→ WORK ORDER
For each record below, write an exact copy.

DATA SUPPLIED section start

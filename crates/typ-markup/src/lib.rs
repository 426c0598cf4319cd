//! typ-markup: low-level scanning primitives for Typst markup
//!
//! This crate provides:
//! - Balanced delimiter matching for `(...)` and `[...]` groups
//! - A mode-aware scanner that tells text, math and comment regions apart
//!
//! Neither primitive knows anything about the output format; they only
//! answer "where does this group end" and "what region am I in".
//!
//! # Example
//!
//! ```
//! use typ_markup::{balanced, Mode, Scanner};
//!
//! let span = balanced("#theorem[a [b] c] tail", 8).unwrap();
//! assert_eq!(span.content, "a [b] c");
//! assert_eq!(span.end, 17);
//!
//! let modes: Vec<Mode> = Scanner::new("a $x$").map(|piece| piece.mode).collect();
//! assert_eq!(modes, vec![Mode::Text, Mode::Text, Mode::Text, Mode::Math, Mode::Math]);
//! ```

pub mod balance;
pub mod scanner;

// Re-export main types for convenient access
pub use balance::{BalanceError, Delimiter, DelimiterSpan, balanced};
pub use scanner::{Mode, Piece, PieceKind, Region, Scanner, ends_in_text, regions};
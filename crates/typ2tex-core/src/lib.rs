//! typ2tex-core: Core library for converting Typst documents to LaTeX
//!
//! This crate provides:
//! - Header metadata extraction (title, authors, abstract, bibliography)
//! - The ordered body rewriting pipeline and each of its passes
//! - Math conversion through an external command
//! - Citation key loading from BibTeX files
//! - Document template rendering
//!
//! ```
//! use typ2tex_core::{CitationKeys, ConverterOptions, convert_body_with_options};
//!
//! let keys: CitationKeys = ["knuth84"].into_iter().collect();
//! let options = ConverterOptions::default().with_citation_keys(keys);
//! let latex = convert_body_with_options("= Intro\n*TeX* is @knuth84.", &options);
//! assert_eq!(latex, "\\section{Intro}\n\\textbf{TeX} is \\cite{knuth84}.");
//! ```

pub mod citations;
pub mod comments;
pub mod directives;
pub mod emphasis;
pub mod environments;
pub mod figures;
pub mod headings;
pub mod labels;
pub mod math;
pub mod metadata;
pub mod pipeline;
pub mod styling;
pub mod template;
pub mod whitespace;

pub use citations::{CitationKeys, resolve_citations};
pub use math::{CommandConverter, DelegateError, MathConverter, MathOutcome, convert_math};
pub use metadata::{Author, ExtractedMetadata, parse_metadata};
pub use pipeline::{
    Conversion, ConverterOptions, Pass, convert_body, convert_body_with_options, convert_document,
    run_passes,
};
pub use template::{DEFAULT_TEMPLATE, render_document};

DATA SUPPLIED section end

→ EXERCISE OUTPUT
filename crates/typ-markup/src/lib.rs
repository 426c0598cf4319cd
//! typ-markup: low-level scanning primitives for Typst markup
//!
//! This crate provides:
//! - Balanced delimiter matching for `(...)` and `[...]` groups
//! - A mode-aware scanner that tells text, math and comment regions apart
//!
//! Neither primitive knows anything about the output format; they only
//! answer "where does this group end" and "what region am I in".
//!
//! # Example
//!
//! ```
//! use typ_markup::{balanced, Mode, Scanner};
//!
//! let span = balanced("#theorem[a [b] c] tail", 8).unwrap();
//! assert_eq!(span.content, "a [b] c");
//! assert_eq!(span.end, 17);
//!
//! let modes: Vec<Mode> = Scanner::new("a $x$").map(|piece| piece.mode).collect();
//! assert_eq!(modes, vec![Mode::Text, Mode::Text, Mode::Text, Mode::Math, Mode::Math]);
//! ```

pub mod balance;
pub mod scanner;

// Re-export main types for convenient access
pub use balance::{BalanceError, Delimiter, DelimiterSpan, balanced};
pub use scanner::{Mode, Piece, PieceKind, Region, Scanner, ends_in_text, regions};
filename crates/typ2tex-core/src/lib.rs
//! typ2tex-core: Core library for converting Typst documents to LaTeX
//!
//! This crate provides:
//! - Header metadata extraction (title, authors, abstract, bibliography)
//! - The ordered body rewriting pipeline and each of its passes
//! - Math conversion through an external command
//! - Citation key loading from BibTeX files
//! - Document template rendering
//!
//! ```
//! use typ2tex_core::{CitationKeys, ConverterOptions, convert_body_with_options};
//!
//! let keys: CitationKeys = ["knuth84"].into_iter().collect();
//! let options = ConverterOptions::default().with_citation_keys(keys);
//! let latex = convert_body_with_options("= Intro\n*TeX* is @knuth84.", &options);
//! assert_eq!(latex, "\\section{Intro}\n\\textbf{TeX} is \\cite{knuth84}.");
//! ```

pub mod citations;
pub mod comments;
pub mod directives;
pub mod emphasis;
pub mod environments;
pub mod figures;
pub mod headings;
pub mod labels;
pub mod math;
pub mod metadata;
pub mod pipeline;
pub mod styling;
pub mod template;
pub mod whitespace;

pub use citations::{CitationKeys, resolve_citations};
pub use math::{CommandConverter, DelegateError, MathConverter, MathOutcome, convert_math};
pub use metadata::{Author, ExtractedMetadata, parse_metadata};
pub use pipeline::{
    Conversion, ConverterOptions, Pass, convert_body, convert_body_with_options, convert_document,
    run_passes,
};
pub use template::{DEFAULT_TEMPLATE, render_document};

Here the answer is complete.